(Brief): Starting with the first line below, reproduce each line exactly until you have included the one bearing "PartialEq, Serialize, Deserialize)]".

------------------------------------------------------------

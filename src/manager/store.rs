//! Persisted task store
//!
//! The whole record set lives in one pretty-printed JSON file:
//!
//! ```json
//! { "latestId": 2, "tasks": [ { "id": 1, "name": "...", "state": "paused", ... } ] }
//! ```
//!
//! Every mutation rewrites the file in full.

use crate::error::Result;
use crate::types::{TaskId, TaskRecord, TaskState};
use serde::{Deserialize, Serialize};
use std::path::{Path, PathBuf};
use tracing::{debug, warn};

/// All persisted task records plus the id counter
#[derive(Clone, Debug, Default, PartialEq, Serialize, Deserialize)]
#[serde(default, rename_all = "camelCase")]
pub struct TaskStore {
    /// Highest id handed out so far
    pub latest_id: u64,
    /// Records in insertion order
    pub tasks: Vec<TaskRecord>,
}

impl TaskStore {
    /// Read the store at `path`
    ///
    /// A missing or unreadable file yields an empty store. Records left in
    /// `downloading` by a previous run come back as `paused`, since no
    /// transfer survives a restart.
    pub async fn load(path: &Path) -> Self {
        let mut store = match tokio::fs::read_to_string(path).await {
            Ok(text) => match serde_json::from_str::<TaskStore>(&text) {
                Ok(store) => store,
                Err(e) => {
                    warn!(?path, error = %e, "task store is corrupt, starting empty");
                    Self::default()
                }
            },
            Err(e) if e.kind() == std::io::ErrorKind::NotFound => {
                debug!(?path, "no task store yet");
                Self::default()
            }
            Err(e) => {
                warn!(?path, error = %e, "failed to read task store, starting empty");
                Self::default()
            }
        };

        for record in &mut store.tasks {
            if record.state == TaskState::Downloading {
                debug!(task_id = %record.id, "stale downloading task marked paused");
                record.state = TaskState::Paused;
            }
        }
        store
    }

    /// Rewrite the store at `path`
    ///
    /// The JSON goes to a sibling temp file first and is renamed over the
    /// target, so readers never observe a half-written store.
    pub async fn save(&self, path: &Path) -> Result<()> {
        if let Some(parent) = path.parent().filter(|p| !p.as_os_str().is_empty()) {
            tokio::fs::create_dir_all(parent).await?;
        }
        let json = serde_json::to_string_pretty(self)?;
        let tmp = temp_path(path);
        tokio::fs::write(&tmp, json).await?;
        tokio::fs::rename(&tmp, path).await?;
        Ok(())
    }

    /// Record with `id`
    pub fn get(&self, id: TaskId) -> Option<&TaskRecord> {
        self.tasks.iter().find(|r| r.id == id)
    }

    /// Mutable record with `id`
    pub fn get_mut(&mut self, id: TaskId) -> Option<&mut TaskRecord> {
        self.tasks.iter_mut().find(|r| r.id == id)
    }

    /// Allocate the next id; ids are never reused
    pub fn next_id(&mut self) -> TaskId {
        self.latest_id += 1;
        TaskId(self.latest_id)
    }
}

fn temp_path(path: &Path) -> PathBuf {
    let mut name = path.as_os_str().to_owned();
    name.push(".tmp");
    PathBuf::from(name)
}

------------------------------------------------------------

(Solution to this problem):
filename src/manager/store.rs
//! Persisted task store
//!
//! The whole record set lives in one pretty-printed JSON file:
//!
//! ```json
//! { "latestId": 2, "tasks": [ { "id": 1, "name": "...", "state": "paused", ... } ] }
//! ```
//!
//! Every mutation rewrites the file in full.

use crate::error::Result;
use crate::types::{TaskId, TaskRecord, TaskState};
use serde::{Deserialize, Serialize};
use std::path::{Path, PathBuf};
use tracing::{debug, warn};

/// All persisted task records plus the id counter
#[derive(Clone, Debug, Default, PartialEq, Serialize, Deserialize)]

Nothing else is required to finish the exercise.